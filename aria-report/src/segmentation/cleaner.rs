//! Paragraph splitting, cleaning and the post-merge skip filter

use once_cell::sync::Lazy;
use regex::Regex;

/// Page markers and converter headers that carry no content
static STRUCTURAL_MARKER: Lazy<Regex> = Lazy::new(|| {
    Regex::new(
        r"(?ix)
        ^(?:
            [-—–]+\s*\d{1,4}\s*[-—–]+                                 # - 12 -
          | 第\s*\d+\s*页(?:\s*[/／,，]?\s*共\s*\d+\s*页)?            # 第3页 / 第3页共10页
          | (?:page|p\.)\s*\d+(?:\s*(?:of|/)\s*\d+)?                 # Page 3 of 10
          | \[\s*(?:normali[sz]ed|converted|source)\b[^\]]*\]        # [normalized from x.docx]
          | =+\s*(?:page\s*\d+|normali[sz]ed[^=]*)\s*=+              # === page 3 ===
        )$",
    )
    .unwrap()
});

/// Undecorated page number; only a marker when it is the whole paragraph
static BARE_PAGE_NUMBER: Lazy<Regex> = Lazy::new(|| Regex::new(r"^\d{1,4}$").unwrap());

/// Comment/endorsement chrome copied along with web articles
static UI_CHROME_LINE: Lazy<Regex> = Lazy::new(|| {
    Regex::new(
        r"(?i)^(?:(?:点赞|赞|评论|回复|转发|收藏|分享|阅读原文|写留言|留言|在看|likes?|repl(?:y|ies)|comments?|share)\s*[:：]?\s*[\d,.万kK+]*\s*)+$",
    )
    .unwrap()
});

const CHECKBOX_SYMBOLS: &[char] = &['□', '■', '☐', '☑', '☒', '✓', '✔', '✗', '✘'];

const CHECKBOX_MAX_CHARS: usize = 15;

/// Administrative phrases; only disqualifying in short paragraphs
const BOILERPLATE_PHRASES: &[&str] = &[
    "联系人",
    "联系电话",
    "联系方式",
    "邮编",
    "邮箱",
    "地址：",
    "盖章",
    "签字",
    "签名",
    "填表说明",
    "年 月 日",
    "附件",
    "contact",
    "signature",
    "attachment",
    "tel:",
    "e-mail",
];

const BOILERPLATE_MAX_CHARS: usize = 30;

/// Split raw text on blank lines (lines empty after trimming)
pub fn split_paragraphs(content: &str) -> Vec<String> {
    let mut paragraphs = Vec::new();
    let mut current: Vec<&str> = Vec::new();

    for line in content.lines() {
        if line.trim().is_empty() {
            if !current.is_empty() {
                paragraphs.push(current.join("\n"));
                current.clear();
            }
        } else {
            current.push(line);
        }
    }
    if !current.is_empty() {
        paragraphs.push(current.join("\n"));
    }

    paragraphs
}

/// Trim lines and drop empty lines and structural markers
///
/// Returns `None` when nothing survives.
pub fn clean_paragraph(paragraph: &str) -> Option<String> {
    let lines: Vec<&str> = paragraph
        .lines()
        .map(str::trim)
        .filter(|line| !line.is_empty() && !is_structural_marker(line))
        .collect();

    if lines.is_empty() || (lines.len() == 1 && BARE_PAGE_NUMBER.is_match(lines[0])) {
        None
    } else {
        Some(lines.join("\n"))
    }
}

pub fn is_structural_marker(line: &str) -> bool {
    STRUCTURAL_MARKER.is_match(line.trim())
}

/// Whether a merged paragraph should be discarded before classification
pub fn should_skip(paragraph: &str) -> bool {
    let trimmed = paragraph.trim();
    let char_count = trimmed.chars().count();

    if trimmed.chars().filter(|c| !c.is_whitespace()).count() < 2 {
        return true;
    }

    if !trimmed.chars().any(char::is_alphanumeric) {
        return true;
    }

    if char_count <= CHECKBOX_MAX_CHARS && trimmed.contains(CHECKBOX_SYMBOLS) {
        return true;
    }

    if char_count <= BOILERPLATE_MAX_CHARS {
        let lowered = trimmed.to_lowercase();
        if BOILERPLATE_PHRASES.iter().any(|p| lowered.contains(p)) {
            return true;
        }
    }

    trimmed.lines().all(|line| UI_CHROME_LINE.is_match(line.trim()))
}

...

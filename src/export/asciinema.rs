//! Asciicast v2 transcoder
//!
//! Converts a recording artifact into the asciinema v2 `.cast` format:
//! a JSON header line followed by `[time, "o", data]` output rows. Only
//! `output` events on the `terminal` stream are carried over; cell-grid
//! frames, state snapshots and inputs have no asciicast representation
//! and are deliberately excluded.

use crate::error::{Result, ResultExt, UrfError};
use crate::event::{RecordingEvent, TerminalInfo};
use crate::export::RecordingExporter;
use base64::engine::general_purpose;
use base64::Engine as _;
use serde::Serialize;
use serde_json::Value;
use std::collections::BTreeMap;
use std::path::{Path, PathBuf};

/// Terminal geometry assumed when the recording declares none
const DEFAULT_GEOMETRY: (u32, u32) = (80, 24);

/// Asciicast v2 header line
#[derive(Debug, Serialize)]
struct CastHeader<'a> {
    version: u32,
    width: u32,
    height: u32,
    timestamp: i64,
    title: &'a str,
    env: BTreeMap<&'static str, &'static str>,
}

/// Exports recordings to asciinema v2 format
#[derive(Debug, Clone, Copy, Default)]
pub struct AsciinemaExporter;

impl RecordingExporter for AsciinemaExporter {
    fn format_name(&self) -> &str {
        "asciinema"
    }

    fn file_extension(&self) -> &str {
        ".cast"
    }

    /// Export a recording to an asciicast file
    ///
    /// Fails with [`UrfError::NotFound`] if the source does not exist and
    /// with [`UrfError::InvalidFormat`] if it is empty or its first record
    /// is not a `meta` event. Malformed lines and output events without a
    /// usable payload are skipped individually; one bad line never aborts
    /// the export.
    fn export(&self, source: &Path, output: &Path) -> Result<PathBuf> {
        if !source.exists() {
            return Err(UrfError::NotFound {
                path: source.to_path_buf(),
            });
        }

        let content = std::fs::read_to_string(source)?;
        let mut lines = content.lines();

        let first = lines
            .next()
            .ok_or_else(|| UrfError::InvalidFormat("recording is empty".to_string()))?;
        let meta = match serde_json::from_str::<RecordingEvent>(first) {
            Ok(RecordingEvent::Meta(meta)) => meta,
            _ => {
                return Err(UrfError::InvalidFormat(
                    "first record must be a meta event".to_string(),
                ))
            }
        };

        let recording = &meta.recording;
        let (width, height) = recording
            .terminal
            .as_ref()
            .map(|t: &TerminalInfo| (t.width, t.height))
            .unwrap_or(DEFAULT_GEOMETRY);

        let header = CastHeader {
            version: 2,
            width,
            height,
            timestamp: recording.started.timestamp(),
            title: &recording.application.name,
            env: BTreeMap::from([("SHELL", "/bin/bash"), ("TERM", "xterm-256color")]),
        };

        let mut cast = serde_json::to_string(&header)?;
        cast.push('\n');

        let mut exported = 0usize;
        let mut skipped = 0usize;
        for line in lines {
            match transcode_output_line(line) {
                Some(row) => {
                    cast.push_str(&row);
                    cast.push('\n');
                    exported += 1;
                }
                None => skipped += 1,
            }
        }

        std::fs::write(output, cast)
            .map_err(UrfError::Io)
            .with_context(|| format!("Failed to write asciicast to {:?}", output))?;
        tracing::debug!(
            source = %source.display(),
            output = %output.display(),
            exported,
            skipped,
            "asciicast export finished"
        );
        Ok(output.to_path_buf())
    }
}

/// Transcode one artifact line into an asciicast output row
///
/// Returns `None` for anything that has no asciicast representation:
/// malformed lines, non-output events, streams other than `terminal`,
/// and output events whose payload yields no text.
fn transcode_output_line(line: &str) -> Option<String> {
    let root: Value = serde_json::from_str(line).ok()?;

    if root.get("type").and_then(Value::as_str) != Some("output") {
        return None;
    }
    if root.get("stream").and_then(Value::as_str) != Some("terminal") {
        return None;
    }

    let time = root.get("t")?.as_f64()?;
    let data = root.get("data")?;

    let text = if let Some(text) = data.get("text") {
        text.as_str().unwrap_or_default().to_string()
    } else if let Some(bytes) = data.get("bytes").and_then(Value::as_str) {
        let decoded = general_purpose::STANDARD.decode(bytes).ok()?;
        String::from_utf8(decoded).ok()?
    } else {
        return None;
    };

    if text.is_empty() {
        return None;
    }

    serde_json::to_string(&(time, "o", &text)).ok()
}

...

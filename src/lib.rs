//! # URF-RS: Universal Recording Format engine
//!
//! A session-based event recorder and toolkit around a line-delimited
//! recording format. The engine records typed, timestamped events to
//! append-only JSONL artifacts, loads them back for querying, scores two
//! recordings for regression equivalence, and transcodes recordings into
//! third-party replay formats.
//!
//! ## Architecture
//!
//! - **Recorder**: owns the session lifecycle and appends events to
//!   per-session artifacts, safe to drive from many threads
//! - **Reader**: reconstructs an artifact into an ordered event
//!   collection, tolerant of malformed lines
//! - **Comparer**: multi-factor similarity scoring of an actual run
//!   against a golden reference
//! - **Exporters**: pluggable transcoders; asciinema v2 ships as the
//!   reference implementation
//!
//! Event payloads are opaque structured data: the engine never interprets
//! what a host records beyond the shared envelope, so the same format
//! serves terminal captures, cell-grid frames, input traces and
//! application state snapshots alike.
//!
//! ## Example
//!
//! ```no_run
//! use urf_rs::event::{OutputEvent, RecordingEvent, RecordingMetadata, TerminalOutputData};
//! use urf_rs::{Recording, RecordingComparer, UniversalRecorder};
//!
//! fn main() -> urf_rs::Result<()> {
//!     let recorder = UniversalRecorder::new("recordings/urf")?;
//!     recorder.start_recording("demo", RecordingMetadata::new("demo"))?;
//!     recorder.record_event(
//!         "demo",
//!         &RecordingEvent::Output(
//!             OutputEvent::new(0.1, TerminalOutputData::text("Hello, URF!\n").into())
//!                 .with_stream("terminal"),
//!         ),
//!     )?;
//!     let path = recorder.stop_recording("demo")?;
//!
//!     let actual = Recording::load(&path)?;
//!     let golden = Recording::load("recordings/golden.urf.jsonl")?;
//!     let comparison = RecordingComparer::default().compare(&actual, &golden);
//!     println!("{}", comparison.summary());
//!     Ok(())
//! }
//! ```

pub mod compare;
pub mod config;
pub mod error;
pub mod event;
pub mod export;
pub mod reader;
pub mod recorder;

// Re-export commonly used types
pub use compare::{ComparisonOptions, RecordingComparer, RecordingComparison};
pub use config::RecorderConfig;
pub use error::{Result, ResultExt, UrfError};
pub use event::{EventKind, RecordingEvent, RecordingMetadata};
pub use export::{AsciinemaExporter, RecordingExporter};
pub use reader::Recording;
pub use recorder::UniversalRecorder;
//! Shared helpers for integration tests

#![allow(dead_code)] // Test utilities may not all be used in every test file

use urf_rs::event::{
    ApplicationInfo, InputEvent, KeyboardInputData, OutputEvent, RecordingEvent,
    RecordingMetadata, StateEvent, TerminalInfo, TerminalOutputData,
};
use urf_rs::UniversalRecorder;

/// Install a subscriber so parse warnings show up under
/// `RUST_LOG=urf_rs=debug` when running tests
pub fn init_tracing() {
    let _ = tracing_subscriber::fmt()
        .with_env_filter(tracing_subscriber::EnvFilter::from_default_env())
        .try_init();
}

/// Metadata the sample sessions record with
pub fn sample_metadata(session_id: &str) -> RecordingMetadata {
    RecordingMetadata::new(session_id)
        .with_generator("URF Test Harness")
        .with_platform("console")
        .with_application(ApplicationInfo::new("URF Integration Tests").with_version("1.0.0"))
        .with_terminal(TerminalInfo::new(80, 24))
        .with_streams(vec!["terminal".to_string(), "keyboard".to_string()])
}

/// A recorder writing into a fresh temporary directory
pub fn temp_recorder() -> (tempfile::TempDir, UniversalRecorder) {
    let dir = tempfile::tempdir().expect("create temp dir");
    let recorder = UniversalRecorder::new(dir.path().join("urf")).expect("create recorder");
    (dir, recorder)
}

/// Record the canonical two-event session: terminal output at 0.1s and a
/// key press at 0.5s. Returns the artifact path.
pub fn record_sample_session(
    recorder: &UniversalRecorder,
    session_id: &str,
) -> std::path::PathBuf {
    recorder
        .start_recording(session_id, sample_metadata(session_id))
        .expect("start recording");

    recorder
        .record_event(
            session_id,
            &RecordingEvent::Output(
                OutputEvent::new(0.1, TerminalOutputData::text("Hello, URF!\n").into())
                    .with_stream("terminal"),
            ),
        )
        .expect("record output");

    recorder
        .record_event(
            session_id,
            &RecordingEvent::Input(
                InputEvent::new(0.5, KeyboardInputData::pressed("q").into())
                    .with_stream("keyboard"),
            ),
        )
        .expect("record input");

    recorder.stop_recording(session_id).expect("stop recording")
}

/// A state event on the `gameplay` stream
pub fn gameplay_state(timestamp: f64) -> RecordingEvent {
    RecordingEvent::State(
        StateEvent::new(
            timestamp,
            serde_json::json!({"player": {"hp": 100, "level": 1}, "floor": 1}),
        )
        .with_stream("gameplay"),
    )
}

*PROBLEM TO SOLVE*. Search the lines above for the string "expect", then show every one that has it.

*EXERCISE RESPONSE*.
    let dir = tempfile::tempdir().expect("create temp dir");
    let recorder = UniversalRecorder::new(dir.path().join("urf")).expect("create recorder");
        .expect("start recording");
        .expect("record output");
        .expect("record input");
    recorder.stop_recording(session_id).expect("stop recording")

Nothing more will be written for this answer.